Germany gives steel support despite 2024 budget tension
The German government is pressing ahead with financial support for its steel industry’s green transition, despite its recent funding setbacks.
Respondents to MEPS International’s December European Steel Review research once again highlighted the effects of the ailing fortunes of the eurozone’s largest economy. Its influence is reduced as an export destination for Italian mills.
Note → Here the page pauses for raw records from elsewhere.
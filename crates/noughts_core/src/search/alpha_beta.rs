//! Minimax with alpha-beta pruning.

use super::{
    Evaluation, NEG_INF, POS_INF, Score, SearchStats, depth_budget, evaluate, is_leaf, mover,
};
use crate::agents::{AgentError, SearchAgent};
use crate::{Board, MoveError, Player, Position};
use tracing::{debug, instrument};

/// Minimax search that skips siblings once `beta <= alpha`.
///
/// Same move order and tie-break as [`minimax`](super::minimax). Call with
/// `alpha = NEG_INF` and `beta = POS_INF` at the root; the root score and
/// move then match the unpruned search while visiting no more nodes.
pub fn alpha_beta(
    board: Board,
    depth: usize,
    maximizing: bool,
    mut alpha: Score,
    mut beta: Score,
    me: Player,
    stats: &mut SearchStats,
) -> Result<Evaluation, MoveError> {
    stats.nodes += 1;

    let open = board.open_positions();
    if is_leaf(&board, depth, &open) {
        return Ok(Evaluation::leaf(evaluate(&board, me)));
    }

    let token = mover(me, maximizing);
    let mut best = Evaluation {
        score: if maximizing { NEG_INF } else { POS_INF },
        position: open.first().copied(),
    };
    let remaining = open.len();

    for (explored, pos) in open.into_iter().enumerate() {
        let mut child = board.clone();
        child.place(token, pos)?;
        let reply = alpha_beta(child, depth - 1, !maximizing, alpha, beta, me, stats)?;

        if maximizing {
            if reply.score > best.score {
                best = Evaluation {
                    score: reply.score,
                    position: Some(pos),
                };
            }
            alpha = alpha.max(best.score);
        } else {
            if reply.score < best.score {
                best = Evaluation {
                    score: reply.score,
                    position: Some(pos),
                };
            }
            beta = beta.min(best.score);
        }

        if beta <= alpha {
            if explored + 1 < remaining {
                stats.cutoffs += 1;
            }
            break;
        }
    }

    Ok(best)
}

/// Agent that plays the alpha-beta move, searching to the end of the game.
#[derive(Debug, Clone)]
pub struct AlphaBetaAgent {
    player: Player,
    last_stats: SearchStats,
}

impl AlphaBetaAgent {
    /// Creates an alpha-beta agent for `player`.
    pub fn new(player: Player) -> Self {
        Self {
            player,
            last_stats: SearchStats::default(),
        }
    }

    /// Counters from the most recent [`SearchAgent::choose_move`] call.
    pub fn last_stats(&self) -> SearchStats {
        self.last_stats
    }
}

impl SearchAgent for AlphaBetaAgent {
    fn player(&self) -> Player {
        self.player
    }

    fn name(&self) -> &str {
        "Alpha-Beta Agent"
    }

    #[instrument(skip(self, board), fields(player = %self.player, dim = board.dim()))]
    fn choose_move(&mut self, board: &Board, turn_index: usize) -> Result<Position, AgentError> {
        AgentError::check_playable(board)?;

        let depth = depth_budget(board, turn_index);
        let mut stats = SearchStats::default();
        let best = alpha_beta(
            board.clone(),
            depth,
            true,
            NEG_INF,
            POS_INF,
            self.player,
            &mut stats,
        )?;
        self.last_stats = stats;

        let position = best.position.ok_or(AgentError::NoOpenPositions)?;
        debug!(
            %position,
            score = best.score,
            depth,
            nodes = stats.nodes,
            cutoffs = stats.cutoffs,
            "Alpha-beta chose move"
        );
        Ok(position)
    }
}

#[cfg(test)]
mod tests {
    use super::*;
    use crate::search::{DRAW, WIN, minimax};

    #[test]
    fn test_empty_board_is_a_draw() {
        let mut stats = SearchStats::default();
        let best = alpha_beta(Board::new(), 9, true, NEG_INF, POS_INF, Player::One, &mut stats)
            .unwrap();
        assert_eq!(best.score, DRAW);
        assert!(stats.cutoffs > 0);
    }

    #[test]
    fn test_prunes_relative_to_minimax() {
        let mut board = Board::new();
        board.place(Player::One, Position::new(1, 1)).unwrap();

        let mut full = SearchStats::default();
        let mut pruned = SearchStats::default();
        let expected = minimax(board.clone(), 8, false, Player::One, &mut full).unwrap();
        let actual =
            alpha_beta(board, 8, false, NEG_INF, POS_INF, Player::One, &mut pruned).unwrap();

        assert_eq!(actual, expected);
        assert!(pruned.nodes < full.nodes);
        assert_eq!(full.cutoffs, 0);
    }

    #[test]
    fn test_forced_win_prunes_remaining_replies() {
        // x x _ / o o _ / _ _ _ : the first move already wins, so every later
        // sibling is refuted by its first reply
        let mut board = Board::new();
        for (turn, (row, col)) in [(0, 0), (1, 0), (0, 1), (1, 1)].into_iter().enumerate() {
            board
                .place(Player::for_turn(turn + 1), Position::new(row, col))
                .unwrap();
        }

        let mut full = SearchStats::default();
        let mut pruned = SearchStats::default();
        let expected = minimax(board.clone(), 5, true, Player::One, &mut full).unwrap();
        let actual =
            alpha_beta(board, 5, true, NEG_INF, POS_INF, Player::One, &mut pruned).unwrap();

        assert_eq!(actual, expected);
        assert_eq!(actual.score, WIN);
        assert_eq!(actual.position, Some(Position::new(0, 2)));
        assert!(pruned.cutoffs > 0);
        assert!(pruned.nodes < full.nodes);
    }
}
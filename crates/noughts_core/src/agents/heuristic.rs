//! Agent that wins when it can and blocks when it must.

use super::{AgentError, SearchAgent, rng_from};
use crate::{Board, Player, Position};
use rand::rngs::StdRng;
use rand::seq::IndexedRandom;
use tracing::{debug, instrument};

/// One-ply lookahead agent.
///
/// Takes a random immediate win if one exists, otherwise a random cell that
/// stops the opponent's immediate win, otherwise any random open cell.
#[derive(Debug, Clone)]
pub struct HeuristicAgent {
    player: Player,
    rng: StdRng,
}

impl HeuristicAgent {
    /// Creates a heuristic agent, seeded for reproducible play when `seed` is given.
    pub fn new(player: Player, seed: Option<u64>) -> Self {
        Self::with_rng(player, rng_from(seed))
    }

    /// Creates a heuristic agent drawing from `rng`.
    pub fn with_rng(player: Player, rng: StdRng) -> Self {
        Self { player, rng }
    }
}

impl SearchAgent for HeuristicAgent {
    fn player(&self) -> Player {
        self.player
    }

    fn name(&self) -> &str {
        "Heuristic Agent"
    }

    #[instrument(skip(self, board), fields(player = %self.player))]
    fn choose_move(&mut self, board: &Board, turn_index: usize) -> Result<Position, AgentError> {
        AgentError::check_playable(board)?;
        let wins = board.winning_moves(self.player);
        let (reason, candidates) = if !wins.is_empty() {
            ("win", wins)
        } else {
            let blocks = board.blocking_moves(self.player);
            if !blocks.is_empty() {
                ("block", blocks)
            } else {
                ("random", board.open_positions())
            }
        };

        let position = *candidates
            .choose(&mut self.rng)
            .ok_or(AgentError::NoOpenPositions)?;
        debug!(%position, reason, "Heuristic agent chose move");
        Ok(position)
    }
}
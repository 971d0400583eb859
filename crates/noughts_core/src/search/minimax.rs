//! Exhaustive minimax search.

use super::{Evaluation, NEG_INF, POS_INF, SearchStats, depth_budget, evaluate, is_leaf, mover};
use crate::agents::{AgentError, SearchAgent};
use crate::{Board, MoveError, Player, Position};
use tracing::{debug, instrument};

/// Full-depth minimax search.
///
/// `maximizing` is true when `me` is to place a token and false on the
/// simulated reply. Ties keep the earliest position in row-major order, and
/// the first open position is the answer until a child beats the sentinel.
pub fn minimax(
    board: Board,
    depth: usize,
    maximizing: bool,
    me: Player,
    stats: &mut SearchStats,
) -> Result<Evaluation, MoveError> {
    stats.nodes += 1;

    let open = board.open_positions();
    if is_leaf(&board, depth, &open) {
        return Ok(Evaluation::leaf(evaluate(&board, me)));
    }

    let token = mover(me, maximizing);
    let mut best = Evaluation {
        score: if maximizing { NEG_INF } else { POS_INF },
        position: open.first().copied(),
    };

    for pos in open {
        let mut child = board.clone();
        child.place(token, pos)?;
        let reply = minimax(child, depth - 1, !maximizing, me, stats)?;

        let improves = if maximizing {
            reply.score > best.score
        } else {
            reply.score < best.score
        };
        if improves {
            best = Evaluation {
                score: reply.score,
                position: Some(pos),
            };
        }
    }

    Ok(best)
}

/// Agent that plays the minimax move, searching to the end of the game.
#[derive(Debug, Clone)]
pub struct MinimaxAgent {
    player: Player,
    last_stats: SearchStats,
}

impl MinimaxAgent {
    /// Creates a minimax agent for `player`.
    pub fn new(player: Player) -> Self {
        Self {
            player,
            last_stats: SearchStats::default(),
        }
    }

    /// Counters from the most recent [`SearchAgent::choose_move`] call.
    pub fn last_stats(&self) -> SearchStats {
        self.last_stats
    }
}

impl SearchAgent for MinimaxAgent {
    fn player(&self) -> Player {
        self.player
    }

    fn name(&self) -> &str {
        "Minimax Agent"
    }

    #[instrument(skip(self, board), fields(player = %self.player, dim = board.dim()))]
    fn choose_move(&mut self, board: &Board, turn_index: usize) -> Result<Position, AgentError> {
        AgentError::check_playable(board)?;

        let depth = depth_budget(board, turn_index);
        let mut stats = SearchStats::default();
        let best = minimax(board.clone(), depth, true, self.player, &mut stats)?;
        self.last_stats = stats;

        let position = best.position.ok_or(AgentError::NoOpenPositions)?;
        debug!(%position, score = best.score, depth, nodes = stats.nodes, "Minimax chose move");
        Ok(position)
    }
}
German steel producers, meanwhile, are increasingly present in France and Belgium as they seek new customers.
Market participants across Europe will be hoping that the German coalition government’s announcement of EUR2.6 billion in steel industry support – and its agreement on a 2024 budget – proves to be a positive step for the eurozone.
Germany’s steel industry backing
Plate maker Dillinger Hütte, long products producer Saarstahl, and their joint pig iron plant Rogesa – subsidiaries of Staar-Holding Saar (SHS) – will benefit from the prospective funding. It will support the construction of a DRI plant and two EAFs in Dillingen and Völklingen.
SHS said that Dillinger and Saarstahl would focus on the use of hydrogen, electric steel production and recycling steel scrap to achieve “climate neutrality” by 2045. Annual production of up to 3.5 million tonnes of green steel annually is expected to start in 2027/2028.
News of the investment came just days after the German government revealed that it had agreed its 2024 budget after a court ruling left it with a funding shortfall – triggering a period of negotiations.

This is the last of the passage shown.